Give back, exactly as written, the lines from the beginning of the listing through the one that contains "uploaded file |".
━━━━━━
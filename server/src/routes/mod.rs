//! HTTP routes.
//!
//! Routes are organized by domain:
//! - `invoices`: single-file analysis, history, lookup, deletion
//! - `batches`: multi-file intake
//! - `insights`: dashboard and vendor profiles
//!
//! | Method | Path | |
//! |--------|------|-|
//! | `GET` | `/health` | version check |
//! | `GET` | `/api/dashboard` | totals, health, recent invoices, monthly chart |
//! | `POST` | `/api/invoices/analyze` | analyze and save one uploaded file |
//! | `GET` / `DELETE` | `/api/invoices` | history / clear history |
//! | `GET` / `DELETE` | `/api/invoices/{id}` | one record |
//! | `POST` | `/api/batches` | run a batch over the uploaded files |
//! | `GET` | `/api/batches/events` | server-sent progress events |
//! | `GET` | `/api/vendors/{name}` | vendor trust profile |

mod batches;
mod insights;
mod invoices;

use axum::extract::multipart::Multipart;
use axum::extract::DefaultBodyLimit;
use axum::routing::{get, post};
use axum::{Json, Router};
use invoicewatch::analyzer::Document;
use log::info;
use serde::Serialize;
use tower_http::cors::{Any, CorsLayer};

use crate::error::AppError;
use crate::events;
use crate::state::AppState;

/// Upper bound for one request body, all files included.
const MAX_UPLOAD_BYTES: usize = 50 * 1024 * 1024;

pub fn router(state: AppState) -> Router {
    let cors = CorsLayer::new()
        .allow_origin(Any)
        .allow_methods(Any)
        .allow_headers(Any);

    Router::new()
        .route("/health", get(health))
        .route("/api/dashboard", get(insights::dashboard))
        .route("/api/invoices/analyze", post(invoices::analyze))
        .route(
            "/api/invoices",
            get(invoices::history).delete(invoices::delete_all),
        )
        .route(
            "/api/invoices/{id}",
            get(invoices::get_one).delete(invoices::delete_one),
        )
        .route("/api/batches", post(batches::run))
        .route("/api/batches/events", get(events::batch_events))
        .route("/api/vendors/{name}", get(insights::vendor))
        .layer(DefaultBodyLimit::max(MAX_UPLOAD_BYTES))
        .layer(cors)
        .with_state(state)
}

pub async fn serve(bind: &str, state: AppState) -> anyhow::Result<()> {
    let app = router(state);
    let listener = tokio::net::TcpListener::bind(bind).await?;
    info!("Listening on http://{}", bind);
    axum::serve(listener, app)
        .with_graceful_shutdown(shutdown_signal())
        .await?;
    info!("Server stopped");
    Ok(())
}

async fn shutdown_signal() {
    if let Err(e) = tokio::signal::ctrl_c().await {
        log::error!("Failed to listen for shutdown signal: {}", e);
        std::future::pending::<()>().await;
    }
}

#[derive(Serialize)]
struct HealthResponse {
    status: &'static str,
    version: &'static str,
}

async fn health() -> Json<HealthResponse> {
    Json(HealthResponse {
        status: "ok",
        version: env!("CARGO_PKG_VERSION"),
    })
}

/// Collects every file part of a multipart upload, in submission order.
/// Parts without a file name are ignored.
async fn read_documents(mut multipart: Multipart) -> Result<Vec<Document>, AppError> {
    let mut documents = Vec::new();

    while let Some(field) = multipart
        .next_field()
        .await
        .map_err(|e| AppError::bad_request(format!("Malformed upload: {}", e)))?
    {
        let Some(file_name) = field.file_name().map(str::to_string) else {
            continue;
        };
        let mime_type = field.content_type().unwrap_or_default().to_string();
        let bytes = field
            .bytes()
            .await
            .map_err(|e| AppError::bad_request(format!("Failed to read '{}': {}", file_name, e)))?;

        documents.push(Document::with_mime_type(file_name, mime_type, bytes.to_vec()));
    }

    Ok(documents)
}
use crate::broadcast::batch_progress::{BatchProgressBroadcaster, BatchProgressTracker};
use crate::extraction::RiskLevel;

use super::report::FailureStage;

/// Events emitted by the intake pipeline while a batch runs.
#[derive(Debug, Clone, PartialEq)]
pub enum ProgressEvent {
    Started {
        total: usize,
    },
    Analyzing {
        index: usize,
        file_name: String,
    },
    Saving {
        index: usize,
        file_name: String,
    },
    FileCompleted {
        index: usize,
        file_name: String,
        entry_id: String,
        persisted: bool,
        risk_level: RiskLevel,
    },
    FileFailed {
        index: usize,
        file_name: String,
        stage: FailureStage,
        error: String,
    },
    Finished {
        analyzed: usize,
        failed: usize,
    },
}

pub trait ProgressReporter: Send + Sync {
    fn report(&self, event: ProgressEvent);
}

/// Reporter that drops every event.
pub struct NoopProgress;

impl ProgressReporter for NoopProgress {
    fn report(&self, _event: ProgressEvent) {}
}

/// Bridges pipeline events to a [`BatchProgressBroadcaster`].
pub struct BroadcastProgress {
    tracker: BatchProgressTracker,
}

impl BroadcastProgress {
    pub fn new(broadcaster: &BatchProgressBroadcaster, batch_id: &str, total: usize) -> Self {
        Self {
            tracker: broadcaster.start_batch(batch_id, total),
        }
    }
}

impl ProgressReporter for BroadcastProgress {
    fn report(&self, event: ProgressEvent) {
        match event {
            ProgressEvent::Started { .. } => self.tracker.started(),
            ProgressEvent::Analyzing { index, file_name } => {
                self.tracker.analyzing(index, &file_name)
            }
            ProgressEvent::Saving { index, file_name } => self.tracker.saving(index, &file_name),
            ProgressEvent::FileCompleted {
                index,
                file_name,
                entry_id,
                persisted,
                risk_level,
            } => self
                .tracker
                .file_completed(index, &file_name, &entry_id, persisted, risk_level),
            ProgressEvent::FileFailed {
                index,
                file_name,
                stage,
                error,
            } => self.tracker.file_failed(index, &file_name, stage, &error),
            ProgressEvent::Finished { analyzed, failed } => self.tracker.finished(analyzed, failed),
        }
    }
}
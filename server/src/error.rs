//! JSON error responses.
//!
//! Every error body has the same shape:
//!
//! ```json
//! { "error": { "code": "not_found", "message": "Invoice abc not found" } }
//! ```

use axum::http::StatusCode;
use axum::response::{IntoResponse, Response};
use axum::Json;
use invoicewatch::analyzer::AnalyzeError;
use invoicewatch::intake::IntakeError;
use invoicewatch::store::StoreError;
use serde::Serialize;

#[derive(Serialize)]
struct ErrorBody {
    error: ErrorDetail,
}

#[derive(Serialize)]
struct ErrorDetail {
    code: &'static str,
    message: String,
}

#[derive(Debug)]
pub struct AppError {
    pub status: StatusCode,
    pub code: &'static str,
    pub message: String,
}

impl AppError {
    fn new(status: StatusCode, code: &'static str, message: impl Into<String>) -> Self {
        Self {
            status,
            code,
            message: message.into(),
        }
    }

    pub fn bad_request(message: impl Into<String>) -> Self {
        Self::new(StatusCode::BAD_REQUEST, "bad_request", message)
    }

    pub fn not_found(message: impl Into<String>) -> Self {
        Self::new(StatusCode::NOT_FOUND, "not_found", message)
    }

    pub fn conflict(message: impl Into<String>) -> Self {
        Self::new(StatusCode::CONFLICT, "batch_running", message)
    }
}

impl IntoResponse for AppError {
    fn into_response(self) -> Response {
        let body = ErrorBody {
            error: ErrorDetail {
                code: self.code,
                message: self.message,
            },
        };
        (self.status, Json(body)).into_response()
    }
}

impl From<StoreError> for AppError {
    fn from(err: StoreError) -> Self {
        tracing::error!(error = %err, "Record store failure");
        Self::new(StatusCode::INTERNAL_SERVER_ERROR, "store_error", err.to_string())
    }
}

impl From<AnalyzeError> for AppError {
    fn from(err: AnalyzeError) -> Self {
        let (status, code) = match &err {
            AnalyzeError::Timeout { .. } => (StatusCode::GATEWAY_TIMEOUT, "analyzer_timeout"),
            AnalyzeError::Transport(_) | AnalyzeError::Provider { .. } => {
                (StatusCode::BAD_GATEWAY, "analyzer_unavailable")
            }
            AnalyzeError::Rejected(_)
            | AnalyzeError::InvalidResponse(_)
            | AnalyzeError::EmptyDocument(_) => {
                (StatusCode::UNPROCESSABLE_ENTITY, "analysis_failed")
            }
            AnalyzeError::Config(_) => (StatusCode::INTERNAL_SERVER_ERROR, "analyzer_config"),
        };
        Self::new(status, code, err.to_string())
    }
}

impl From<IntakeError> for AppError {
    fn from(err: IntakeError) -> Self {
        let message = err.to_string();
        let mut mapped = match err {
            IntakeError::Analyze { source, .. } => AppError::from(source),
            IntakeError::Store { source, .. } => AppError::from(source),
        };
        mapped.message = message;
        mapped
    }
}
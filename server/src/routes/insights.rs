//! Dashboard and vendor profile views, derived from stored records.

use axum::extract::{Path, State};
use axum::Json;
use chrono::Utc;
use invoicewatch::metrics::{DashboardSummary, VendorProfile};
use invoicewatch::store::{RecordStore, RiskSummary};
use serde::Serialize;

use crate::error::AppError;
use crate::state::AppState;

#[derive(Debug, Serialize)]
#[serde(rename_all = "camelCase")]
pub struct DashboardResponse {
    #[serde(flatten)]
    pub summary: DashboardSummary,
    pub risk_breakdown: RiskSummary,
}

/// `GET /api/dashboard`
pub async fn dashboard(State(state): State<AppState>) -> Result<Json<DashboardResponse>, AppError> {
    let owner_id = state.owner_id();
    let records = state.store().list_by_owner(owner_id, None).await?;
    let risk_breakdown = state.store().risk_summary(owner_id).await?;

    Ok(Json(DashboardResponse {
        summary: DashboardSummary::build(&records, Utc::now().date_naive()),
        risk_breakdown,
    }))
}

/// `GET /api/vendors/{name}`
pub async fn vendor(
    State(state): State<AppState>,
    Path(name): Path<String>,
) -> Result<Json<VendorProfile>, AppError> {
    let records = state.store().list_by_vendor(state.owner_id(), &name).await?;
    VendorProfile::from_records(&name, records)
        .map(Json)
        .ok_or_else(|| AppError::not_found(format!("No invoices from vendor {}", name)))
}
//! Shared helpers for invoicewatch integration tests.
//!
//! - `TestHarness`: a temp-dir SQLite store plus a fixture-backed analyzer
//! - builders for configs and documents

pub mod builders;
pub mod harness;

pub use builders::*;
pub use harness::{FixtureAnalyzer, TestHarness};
━━━━━━
Response area »
filename server/src/routes/mod.rs
//! HTTP routes.
//!
//! Routes are organized by domain:
//! - `invoices`: single-file analysis, history, lookup, deletion
//! - `batches`: multi-file intake
//! - `insights`: dashboard and vendor profiles
//!
//! | Method | Path | |
//! |--------|------|-|
//! | `GET` | `/health` | version check |
//! | `GET` | `/api/dashboard` | totals, health, recent invoices, monthly chart |
//! | `POST` | `/api/invoices/analyze` | analyze and save one uploaded file |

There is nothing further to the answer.